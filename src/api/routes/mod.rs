//! API routes module

pub mod events;

use std::sync::Arc;

use crate::api::state::AppState;
use axum::Router;

type SharedState = Arc<AppState>;

/// Create the combined API router
pub fn router() -> Router<SharedState> {
    Router::new()
        // Events routes
        .nest("/events", events::router())
}
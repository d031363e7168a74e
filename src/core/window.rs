//! Month-sized query windows for listing events
use anyhow::{Result, anyhow};
use chrono::{DateTime, NaiveDate, SecondsFormat, Utc};

/// Half-open UTC interval `[start, end)` covering one calendar month.
#[derive(Debug, Clone, PartialEq, Eq)]
pub struct QueryWindow {
    pub start: DateTime<Utc>,
    pub end: DateTime<Utc>,
}

impl QueryWindow {
    /// Build the window for `month` of `year`. December rolls over into
    /// January of the following year.
    pub fn for_month(year: i32, month: i32) -> Result<Self> {
        let month = u32::try_from(month)
            .ok()
            .filter(|m| (1..=12).contains(m))
            .ok_or_else(|| anyhow!("month must be between 1 and 12, got {}", month))?;

        let (next_year, next_month) = if month == 12 {
            let next_year = year
                .checked_add(1)
                .ok_or_else(|| anyhow!("year {} is out of range", year))?;
            (next_year, 1)
        } else {
            (year, month + 1)
        };

        let start = first_instant(year, month)?;
        let end = first_instant(next_year, next_month)?;

        Ok(Self { start, end })
    }

    /// Lower bound formatted for the provider, e.g. `2024-02-01T00:00:00Z`
    pub fn time_min(&self) -> String {
        self.start.to_rfc3339_opts(SecondsFormat::Secs, true)
    }

    /// Upper bound (exclusive) formatted for the provider
    pub fn time_max(&self) -> String {
        self.end.to_rfc3339_opts(SecondsFormat::Secs, true)
    }
}

fn first_instant(year: i32, month: u32) -> Result<DateTime<Utc>> {
    NaiveDate::from_ymd_opt(year, month, 1)
        .and_then(|date| date.and_hms_opt(0, 0, 0))
        .map(|naive| naive.and_utc())
        .ok_or_else(|| anyhow!("year {} is out of range", year))
}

==*==

**Instructions to follow**
The answer must be all of the entries, restated exactly.

**Solution below**
filename src/api/routes/mod.rs
//! API routes module

pub mod events;

use std::sync::Arc;

use crate::api::state::AppState;
use axum::Router;

type SharedState = Arc<AppState>;

/// Create the combined API router
pub fn router() -> Router<SharedState> {
    Router::new()
        // Events routes
        .nest("/events", events::router())
}
repository d031363e7168a74e
filename src/core/window.rs
//! Month-sized query windows for listing events
use anyhow::{Result, anyhow};
use chrono::{DateTime, NaiveDate, SecondsFormat, Utc};

/// Half-open UTC interval `[start, end)` covering one calendar month.
#[derive(Debug, Clone, PartialEq, Eq)]
pub struct QueryWindow {
    pub start: DateTime<Utc>,
    pub end: DateTime<Utc>,
}

impl QueryWindow {
    /// Build the window for `month` of `year`. December rolls over into
    /// January of the following year.
    pub fn for_month(year: i32, month: i32) -> Result<Self> {
        let month = u32::try_from(month)
            .ok()
            .filter(|m| (1..=12).contains(m))
            .ok_or_else(|| anyhow!("month must be between 1 and 12, got {}", month))?;

        let (next_year, next_month) = if month == 12 {
            let next_year = year
                .checked_add(1)
                .ok_or_else(|| anyhow!("year {} is out of range", year))?;
            (next_year, 1)
        } else {
            (year, month + 1)
        };

        let start = first_instant(year, month)?;
        let end = first_instant(next_year, next_month)?;

        Ok(Self { start, end })
    }

    /// Lower bound formatted for the provider, e.g. `2024-02-01T00:00:00Z`
    pub fn time_min(&self) -> String {
        self.start.to_rfc3339_opts(SecondsFormat::Secs, true)
    }

    /// Upper bound (exclusive) formatted for the provider
    pub fn time_max(&self) -> String {
        self.end.to_rfc3339_opts(SecondsFormat::Secs, true)
    }
}

fn first_instant(year: i32, month: u32) -> Result<DateTime<Utc>> {
    NaiveDate::from_ymd_opt(year, month, 1)
        .and_then(|date| date.and_hms_opt(0, 0, 0))
        .map(|naive| naive.and_utc())
        .ok_or_else(|| anyhow!("year {} is out of range", year))
}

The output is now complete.